He’d shown sparks of acceptance; he’d even defended me to others upon occasion, but really, like a nagging, insistent suspicion running around in the back of his head, he’d hated me. I was never what he wanted for his son, and nothing could change that. Reah, nekhene, it didn’t matter. I would never be good enough for Logan Church, not in his father’s eyes.

  I had a terrible track record with fathers; I prayed I’d be a good one.

  “Now,” Peter began, his voice ragged with emotion. “You choose, Logan, which two live and which one dies, because one of them has to atone for Sasha.”

  “There’s no law that says a death for a death,” Logan flared. “And you took Andrian already, that’s payment enough.”

  “Not for Russ! Not for me!”

  “You will be paid menat!” Danny’s voice cut across the space to the others. “That… is the law.”

  “You are not sylvan here anymore!”

  “Sylvan or not,” Danny intoned, “I know the law.”

  “You can be killed as well,” Peter barked. “You were removed as sylvan, and therefore now your life is forfeit to Russ!”

  “I was never cast from my tribe,” Danny reminded him, “and as there has been no challenge, Logan Church is still the semel of the tribe of Mafdet, and as such, only he can speak to who belongs in the tribe and who does not.”

  “You—”

  “I am a member of the tribe of Mafdet until my semel, and only my semel, says I am not,” Danny finished. “I belong to him, and that, also, is the law.”

  There was no debate, and I saw the worry sweep through the khatyu. Danny had stood as sylvan to the tribe for six years. His word had been the embodiment of the law. It was hard to not listen to him, harder still to simply cut off his influence.

  “Release them,” Logan ordered.

  “I will release Markel, as he is my daughter’s mate and their bond is a blessing, not the abomination that yours is.”

  Logan was about to yell, but I said his name softly, under my breath, so no one but he could hear.

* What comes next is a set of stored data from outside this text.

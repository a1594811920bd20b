//! Unit tests for the parser module.
//!
//! Covers declarations, operator precedence, the dangling `else`,
//! statements, error classification and recovery.

use crate::{
    ast::{
        ast::{Decl, Program},
        expressions::{Expr, ExprKind},
        statements::Stmt,
        types::{SimpleType, TypeNode},
    },
    errors::{diagnostics::Diagnostics, errors::ErrorKind},
    lexer::lexer::tokenize,
};

use super::parser::parse;

fn setup_logger() {
    let _ = env_logger::builder().is_test(true).try_init();
}

fn parse_source(source: &str) -> (Program, Diagnostics) {
    setup_logger();
    let (tokens, lex_diagnostics) = tokenize(source.to_string(), Some("test.bminor".to_string()));
    assert!(lex_diagnostics.is_empty(), "unexpected lexical errors: {:?}", lex_diagnostics);
    parse(tokens)
}

/// Parses `source` as the body of a function and returns its statements.
fn parse_body(source: &str) -> (Vec<Stmt>, Diagnostics) {
    let (program, diagnostics) = parse_source(&format!("main: function void () = {{ {} }}", source));

    match program.body.into_iter().next() {
        Some(Decl::Func(func)) => (func.body.unwrap_or_default(), diagnostics),
        _ => (vec![], diagnostics),
    }
}

/// Renders an expression as prefix notation, `+(1, *(2, 3))`.
fn shape(expr: &Expr) -> String {
    match &expr.kind {
        ExprKind::Integer(value) => value.to_string(),
        ExprKind::Float(value) => value.to_string(),
        ExprKind::Boolean(value) => value.to_string(),
        ExprKind::Char(value) => format!("'{}'", value),
        ExprKind::String(value) => format!("{:?}", value),
        ExprKind::VarLoc { name, .. } => name.clone(),
        ExprKind::ArrayLoc { array, index, .. } => format!("{}[{}]", shape(array), shape(index)),
        ExprKind::BinOper { op, left, right } => {
            format!("{}({}, {})", op, shape(left), shape(right))
        }
        ExprKind::UnaryOper { op, operand } => format!("{}({})", op, shape(operand)),
        ExprKind::FuncCall { name, args } => format!(
            "{}({})",
            name,
            args.iter().map(shape).collect::<Vec<_>>().join(", ")
        ),
        ExprKind::Assignment { target, value } => {
            format!("=({}, {})", shape(target), shape(value))
        }
        ExprKind::IncDec {
            op,
            target,
            postfix: true,
        } => format!("({}){}", shape(target), op),
        ExprKind::IncDec {
            op,
            target,
            postfix: false,
        } => format!("{}({})", op, shape(target)),
    }
}

fn initializer_shape(source: &str) -> String {
    let (program, diagnostics) = parse_source(source);
    assert!(diagnostics.is_empty(), "{:?}", diagnostics);

    match &program.body[0] {
        Decl::Var(decl) => decl.value.as_ref().map(shape).unwrap_or_default(),
        other => panic!("expected a variable declaration, got {:?}", other),
    }
}

#[test]
fn test_parse_variable_declaration() {
    let (program, diagnostics) = parse_source("x: integer = 42;");

    assert!(diagnostics.is_empty());
    assert_eq!(program.body.len(), 1);

    let Decl::Var(decl) = &program.body[0] else {
        panic!("expected a variable declaration");
    };
    assert_eq!(decl.name, "x");
    assert!(matches!(
        decl.declared_type,
        Some(TypeNode::Simple {
            name: SimpleType::Integer,
            ..
        })
    ));
    assert_eq!(decl.value.as_ref().map(|v| v.kind.clone()), Some(ExprKind::Integer(42)));
}

#[test]
fn test_parse_variable_declaration_without_value() {
    let (program, diagnostics) = parse_source("x: integer;");

    assert!(diagnostics.is_empty());
    let Decl::Var(decl) = &program.body[0] else {
        panic!("expected a variable declaration");
    };
    assert_eq!(decl.name, "x");
    assert!(matches!(
        decl.declared_type,
        Some(TypeNode::Simple {
            name: SimpleType::Integer,
            ..
        })
    ));
    assert!(decl.value.is_none());
}

#[test]
fn test_parse_auto_declaration() {
    let (program, diagnostics) = parse_source("x: auto = 1.5;");

    assert!(diagnostics.is_empty());
    let Decl::Var(decl) = &program.body[0] else {
        panic!("expected a variable declaration");
    };
    assert!(decl.declared_type.is_none());
    assert!(decl.value.is_some());
}

#[test]
fn test_auto_requires_initializer() {
    let (program, diagnostics) = parse_source("x: auto;");

    assert!(program.body.is_empty());
    assert!(diagnostics.has_error(ErrorKind::UnexpectedToken));
}

#[test]
fn test_parse_array_declaration() {
    let (program, diagnostics) = parse_source("a: array [3] integer = {1, 2, 3};");

    assert!(diagnostics.is_empty());
    let Decl::Array(decl) = &program.body[0] else {
        panic!("expected an array declaration");
    };
    assert_eq!(decl.name, "a");
    assert_eq!(decl.values.len(), 3);

    let TypeNode::Array { base, size, .. } = &decl.type_node else {
        panic!("expected an array type");
    };
    assert!(matches!(
        **base,
        TypeNode::Simple {
            name: SimpleType::Integer,
            ..
        }
    ));
    assert_eq!(size.as_ref().map(|s| s.kind.clone()), Some(ExprKind::Integer(3)));
}

#[test]
fn test_parse_multi_dimensional_array() {
    let (program, diagnostics) = parse_source("m: array [2] array [3] float;");

    assert!(diagnostics.is_empty());
    let Decl::Array(decl) = &program.body[0] else {
        panic!("expected an array declaration");
    };
    let TypeNode::Array { base, .. } = &decl.type_node else {
        panic!("expected an array type");
    };
    assert!(matches!(**base, TypeNode::Array { .. }));
}

#[test]
fn test_nested_initializer_is_a_syntax_error() {
    let (program, diagnostics) =
        parse_source("m: array [2] array [2] integer = {{1, 2}, {3, 4}};\nx: integer;");

    assert_eq!(diagnostics.len(), 1);
    assert!(diagnostics.has_error(ErrorKind::UnexpectedToken));

    // The declaration after the broken one is still parsed
    assert_eq!(program.body.len(), 1);
    assert_eq!(program.body[0].name(), "x");
}

#[test]
fn test_parse_function_declaration() {
    let (program, diagnostics) =
        parse_source("add: function integer (a: integer, b: integer) = { return a + b; }");

    assert!(diagnostics.is_empty());
    let Decl::Func(func) = &program.body[0] else {
        panic!("expected a function declaration");
    };
    assert_eq!(func.name, "add");
    assert_eq!(func.signature.params.len(), 2);
    assert_eq!(func.signature.params[1].name, "b");
    assert_eq!(func.body.as_ref().map(Vec::len), Some(1));
}

#[test]
fn test_parse_prototype() {
    let (program, diagnostics) =
        parse_source("sum: function integer (values: array [] integer, n: integer);");

    assert!(diagnostics.is_empty());
    let Decl::Func(func) = &program.body[0] else {
        panic!("expected a function declaration");
    };
    assert!(func.body.is_none());
    assert!(matches!(
        func.signature.params[0].type_node,
        TypeNode::Array { size: None, .. }
    ));
}

#[test]
fn test_precedence_multiplication_over_addition() {
    assert_eq!(initializer_shape("x: integer = 1+2*3;"), "+(1, *(2, 3))");
    assert_eq!(initializer_shape("x: integer = 1*2+3;"), "+(*(1, 2), 3)");
}

#[test]
fn test_exponent_is_left_nested() {
    assert_eq!(initializer_shape("x: integer = 2^3^2;"), "^(^(2, 3), 2)");
    assert_eq!(initializer_shape("x: integer = 2*3^2;"), "*(2, ^(3, 2))");
}

#[test]
fn test_binary_tiers_are_left_associative() {
    assert_eq!(initializer_shape("x: integer = 1-2-3;"), "-(-(1, 2), 3)");
    assert_eq!(initializer_shape("x: integer = 8/4/2;"), "/(/(8, 4), 2)");
}

#[test]
fn test_logical_and_relational_tiers() {
    assert_eq!(
        initializer_shape("b: boolean = a || b && c == d < e;"),
        "||(a, &&(b, <(==(c, d), e)))"
    );
    assert_eq!(
        initializer_shape("b: boolean = a + 1 < b * 2;"),
        "<(+(a, 1), *(b, 2))"
    );
}

#[test]
fn test_unary_and_postfix() {
    assert_eq!(initializer_shape("x: integer = -a^2;"), "^(-(a), 2)");
    assert_eq!(initializer_shape("b: boolean = !a && b;"), "&&(!(a), b)");
    assert_eq!(initializer_shape("x: integer = -a++;"), "-((a)++)");
    assert_eq!(initializer_shape("x: integer = +a;"), "+(a)");
}

#[test]
fn test_grouping_calls_and_indexing() {
    assert_eq!(initializer_shape("x: integer = (1+2)*3;"), "*(+(1, 2), 3)");
    assert_eq!(initializer_shape("x: integer = f(1, g(2)) + a[i][j];"), "+(f(1, g(2)), a[i][j])");
}

#[test]
fn test_assignment_is_right_associative() {
    let (body, diagnostics) = parse_body("a = b = 3;");

    assert!(diagnostics.is_empty());
    let Stmt::Assignment(stmt) = &body[0] else {
        panic!("expected an assignment statement");
    };
    assert_eq!(shape(&stmt.target), "a");
    assert_eq!(shape(&stmt.value), "=(b, 3)");
}

#[test]
fn test_assignment_to_non_location() {
    let (_, diagnostics) = parse_body("1 + a = 3;");

    assert_eq!(diagnostics.kinds(), vec![ErrorKind::InvalidAssignment]);
}

#[test]
fn test_dangling_else_binds_to_nearest_if() {
    let (body, diagnostics) = parse_body("if (a) if (b) x=1; else y=2;");

    assert!(diagnostics.is_empty());
    assert_eq!(body.len(), 1);

    let Stmt::If(outer) = &body[0] else {
        panic!("expected an if statement");
    };
    assert!(outer.else_branch.is_none());

    let Stmt::If(inner) = outer.then_branch.as_ref() else {
        panic!("expected a nested if statement");
    };
    assert!(inner.else_branch.is_some());
}

#[test]
fn test_else_binds_through_closed_loop() {
    let (body, diagnostics) =
        parse_body("if (a) while (b) if (c) x=1; else y=2; else z=3;");

    assert!(diagnostics.is_empty());
    let Stmt::If(outer) = &body[0] else {
        panic!("expected an if statement");
    };
    assert!(outer.else_branch.is_some());

    let Stmt::While(inner_loop) = outer.then_branch.as_ref() else {
        panic!("expected a while statement");
    };
    assert!(matches!(inner_loop.body.as_ref(), Stmt::If(inner) if inner.else_branch.is_some()));
}

#[test]
fn test_stray_else_is_unexpected() {
    let (_, diagnostics) = parse_body("if (a) while (b) if (c) x=1; else y=2; else z=3; else w=4;");

    assert_eq!(diagnostics.kinds(), vec![ErrorKind::UnexpectedToken]);
}

#[test]
fn test_if_else_with_blocks() {
    let (body, diagnostics) = parse_body("if (a) { x = 1; } else { x = 2; }");

    assert!(diagnostics.is_empty());
    let Stmt::If(stmt) = &body[0] else {
        panic!("expected an if statement");
    };
    assert!(matches!(stmt.then_branch.as_ref(), Stmt::Block(_)));
    assert!(matches!(stmt.else_branch.as_deref(), Some(Stmt::Block(_))));
}

#[test]
fn test_parse_loops() {
    let (body, diagnostics) = parse_body(
        "for (i = 0; i < 10; i++) print i; for (;;) break; while (x > 0) x--; do { x++; } while (x < 5);",
    );

    assert!(diagnostics.is_empty());
    assert_eq!(body.len(), 4);

    let Stmt::For(full) = &body[0] else {
        panic!("expected a for statement");
    };
    assert!(full.init.is_some() && full.condition.is_some() && full.update.is_some());

    let Stmt::For(empty) = &body[1] else {
        panic!("expected a for statement");
    };
    assert!(empty.init.is_none() && empty.condition.is_none() && empty.update.is_none());
    assert!(matches!(empty.body.as_ref(), Stmt::Break { .. }));

    assert!(matches!(body[2], Stmt::While(_)));
    assert!(matches!(body[3], Stmt::DoWhile(_)));
}

#[test]
fn test_do_without_while() {
    let (_, diagnostics) = parse_body("do x++; y = 1;");

    assert!(diagnostics.has_error(ErrorKind::InvalidStatement));
}

#[test]
fn test_do_body_must_be_closed() {
    let (_, diagnostics) = parse_body("do if (a) x++; while (b);");

    assert!(diagnostics.has_error(ErrorKind::InvalidStatement));
}

#[test]
fn test_print_and_return() {
    let (body, diagnostics) = parse_body("print a, \"b\", 'c'; return; return 1;");

    assert!(diagnostics.is_empty());
    let Stmt::Print(print) = &body[0] else {
        panic!("expected a print statement");
    };
    assert_eq!(print.args.len(), 3);
    assert!(matches!(&body[1], Stmt::Return(ret) if ret.value.is_none()));
    assert!(matches!(&body[2], Stmt::Return(ret) if ret.value.is_some()));
}

#[test]
fn test_local_declarations_are_statements() {
    let (body, diagnostics) = parse_body("x: integer = 1; a: array [2] char;");

    assert!(diagnostics.is_empty());
    assert!(matches!(body[0], Stmt::Decl(Decl::Var(_))));
    assert!(matches!(body[1], Stmt::Decl(Decl::Array(_))));
}

#[test]
fn test_nested_function_is_rejected() {
    let (_, diagnostics) = parse_body("f: function void () = { }");

    assert!(diagnostics.has_error(ErrorKind::InvalidStatement));
}

#[test]
fn test_missing_expression() {
    let (_, diagnostics) = parse_body("x = ;");

    assert_eq!(diagnostics.kinds(), vec![ErrorKind::MissingExpression]);
}

#[test]
fn test_missing_operand_after_operator() {
    let (_, diagnostics) = parse_source("x: integer = 1 + * 2;");

    assert_eq!(diagnostics.kinds(), vec![ErrorKind::MissingExpression]);
}

#[test]
fn test_bitwise_operators_are_unsupported() {
    let (_, diagnostics) = parse_source("x: integer = a & b;\ny: integer = a | b;\nz: integer = ~a;");

    assert_eq!(diagnostics.count(ErrorKind::UnsupportedOperator), 3);
}

#[test]
fn test_invalid_array_syntax() {
    let (_, diagnostics) = parse_body("a[] = 1; b[1; c] = 3;");

    assert_eq!(diagnostics.count(ErrorKind::InvalidArraySyntax), 3);
}

#[test]
fn test_invalid_inc_dec() {
    let (_, diagnostics) = parse_body("x = ++;");

    assert_eq!(diagnostics.kinds(), vec![ErrorKind::InvalidIncDec]);
}

#[test]
fn test_literal_increment_is_parser_legal() {
    let (body, diagnostics) = parse_body("5++;");

    assert!(diagnostics.is_empty());
    assert!(matches!(&body[0], Stmt::Expr(expr) if shape(expr) == "(5)++"));
}

#[test]
fn test_unexpected_eof() {
    let (program, diagnostics) = parse_source("main: function void () = { x = 1;");

    assert!(program.body.is_empty());
    assert_eq!(diagnostics.kinds(), vec![ErrorKind::UnexpectedEof]);
}

#[test]
fn test_top_level_statement_is_rejected() {
    let (_, diagnostics) = parse_source("print 1;\nx: integer;");

    assert_eq!(diagnostics.kinds(), vec![ErrorKind::UnexpectedToken]);
}

#[test]
fn test_recovery_reports_every_error() {
    let source = "
        a: integer = ;
        b: integer = 1 +;
        main: function void () = {
            x = ;
            y: integer = 2;
            print y
        }
        c: integer = 3;
    ";
    let (program, diagnostics) = parse_source(source);

    assert_eq!(
        diagnostics.kinds(),
        vec![
            ErrorKind::MissingExpression,
            ErrorKind::MissingExpression,
            ErrorKind::MissingExpression,
            ErrorKind::UnexpectedToken,
        ]
    );
    assert_eq!(
        diagnostics.iter().map(|e| e.get_line()).collect::<Vec<_>>(),
        vec![Some(2), Some(3), Some(5), Some(8)]
    );

    let names = program.body.iter().map(Decl::name).collect::<Vec<_>>();
    assert_eq!(names, vec!["main", "c"]);

    let Decl::Func(main) = &program.body[0] else {
        panic!("expected main");
    };
    assert_eq!(main.body.as_ref().map(Vec::len), Some(1));
}

#[test]
fn test_empty_token_stream() {
    let (program, diagnostics) = parse(vec![]);

    assert!(program.body.is_empty());
    assert!(diagnostics.is_empty());
}

#[test]
fn test_node_lines() {
    let (program, _) = parse_source("\n\nx: integer =\n 1 +\n 2;");

    let Decl::Var(decl) = &program.body[0] else {
        panic!("expected a variable declaration");
    };
    assert_eq!(decl.line, 3);
    assert_eq!(decl.value.as_ref().map(|v| v.line), Some(4));
}
//! Lexical scopes.
//!
//! A `Scope` maps names to symbols for one level of nesting and borrows its
//! parent for as long as it lives, so a child can never outlive the scope it
//! was opened in. The enclosing function and the loop depth are plain
//! fields copied down when a child is opened.

use std::collections::HashMap;

use thiserror::Error;

use crate::ast::types::Type;

#[derive(Debug, Clone, PartialEq)]
pub enum SymbolKind {
    Variable,
    Array,
    /// `defined` is false for a prototype that has no body yet.
    Function { defined: bool },
    Param,
    Builtin,
}

#[derive(Debug, Clone, PartialEq)]
pub struct Symbol {
    pub name: String,
    pub kind: SymbolKind,
    pub ty: Type,
    pub line: u32,
    /// Value of an integer variable whose initializer is a constant.
    pub constant: Option<i64>,
}

impl Symbol {
    pub fn is_function(&self) -> bool {
        matches!(self.kind, SymbolKind::Function { .. } | SymbolKind::Builtin)
    }
}

/// The function whose body is being checked.
#[derive(Debug, Clone, PartialEq)]
pub struct FunctionContext {
    pub name: String,
    pub return_type: Type,
}

#[derive(Error, Debug, Clone, PartialEq)]
pub enum ScopeError {
    #[error("{name:?} is already declared with type {existing}")]
    Conflict { name: String, existing: Type },
    #[error("{name:?} is already declared")]
    Duplicate { name: String, existing: Type },
}

#[derive(Debug)]
pub struct Scope<'p> {
    pub name: String,
    symbols: HashMap<String, Symbol>,
    parent: Option<&'p Scope<'p>>,
    function: Option<FunctionContext>,
    loop_depth: usize,
}

impl Scope<'static> {
    /// A root scope with no parent.
    pub fn new(name: &str) -> Self {
        Scope {
            name: name.to_string(),
            symbols: HashMap::new(),
            parent: None,
            function: None,
            loop_depth: 0,
        }
    }
}

impl<'p> Scope<'p> {
    /// A nested scope that inherits the parent's context.
    pub fn child(parent: &'p Scope<'p>) -> Scope<'p> {
        Scope {
            name: parent.name.clone(),
            symbols: HashMap::new(),
            parent: Some(parent),
            function: parent.function.clone(),
            loop_depth: parent.loop_depth,
        }
    }

    /// The scope of a function body. Loops outside the function do not count.
    pub fn function(parent: &'p Scope<'p>, context: FunctionContext) -> Scope<'p> {
        Scope {
            name: context.name.clone(),
            symbols: HashMap::new(),
            parent: Some(parent),
            function: Some(context),
            loop_depth: 0,
        }
    }

    /// The scope of a loop body.
    pub fn looping(parent: &'p Scope<'p>) -> Scope<'p> {
        let mut scope = Scope::child(parent);
        scope.loop_depth += 1;
        scope
    }

    /// Declares a symbol in this scope.
    ///
    /// A name that is already declared here yields `Conflict` when the types
    /// differ and `Duplicate` when they match or either one is unresolved. The one exception is a
    /// function prototype, which a definition with a compatible signature
    /// replaces.
    pub fn add(&mut self, symbol: Symbol) -> Result<(), ScopeError> {
        if let Some(existing) = self.symbols.get(&symbol.name) {
            // An unresolved side has no type to conflict with
            let compatible = !existing.ty.is_resolved()
                || !symbol.ty.is_resolved()
                || existing.ty.is_compatible_with(&symbol.ty);
            let completes_prototype = existing.kind == SymbolKind::Function { defined: false }
                && symbol.kind == SymbolKind::Function { defined: true };

            if !compatible {
                return Err(ScopeError::Conflict {
                    name: symbol.name,
                    existing: existing.ty.clone(),
                });
            }

            if !completes_prototype {
                return Err(ScopeError::Duplicate {
                    name: symbol.name,
                    existing: existing.ty.clone(),
                });
            }
        }

        self.symbols.insert(symbol.name.clone(), symbol);
        Ok(())
    }

    /// Installs a builtin function, replacing any symbol of the same name.
    pub fn define_builtin(&mut self, name: &str, ty: Type) {
        let symbol = Symbol {
            name: name.to_string(),
            kind: SymbolKind::Builtin,
            ty,
            line: 0,
            constant: None,
        };
        self.symbols.insert(symbol.name.clone(), symbol);
    }

    /// Looks a name up here, then in each ancestor.
    pub fn get(&self, name: &str) -> Option<&Symbol> {
        match self.symbols.get(name) {
            Some(symbol) => Some(symbol),
            None => self.parent.and_then(|parent| parent.get(name)),
        }
    }

    /// Whether the name is declared in this scope, ignoring ancestors.
    pub fn contains(&self, name: &str) -> bool {
        self.symbols.contains_key(name)
    }

    pub fn current_function(&self) -> Option<&FunctionContext> {
        self.function.as_ref()
    }

    pub fn in_loop(&self) -> bool {
        self.loop_depth > 0
    }

    pub fn len(&self) -> usize {
        self.symbols.len()
    }

    pub fn is_empty(&self) -> bool {
        self.symbols.is_empty()
    }

    pub fn symbols(&self) -> impl Iterator<Item = &Symbol> {
        self.symbols.values()
    }
}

  Markel was silent as Koren released him, and he grasped Crane’s shoulder quickly, and then Ivan’s, before bolting past Logan to reach Delphine.

  “Take her in the house,” Logan instructed, and even over Delphine’s protests, Markel did as he was told.

  “So now we must decide,” Peter said, his voice shaking with rage. “Do we kill a man who tried to lead Koren astray through coercion, or do we kill the man who has dedicated his life to supporting the anathema that stands before us.”

  He meant me, of course, but he wanted to kill Crane because Crane loved me, plain and simple, just like he wanted to murder his own son. Homosexuality was worse than anything Peter Church could think of.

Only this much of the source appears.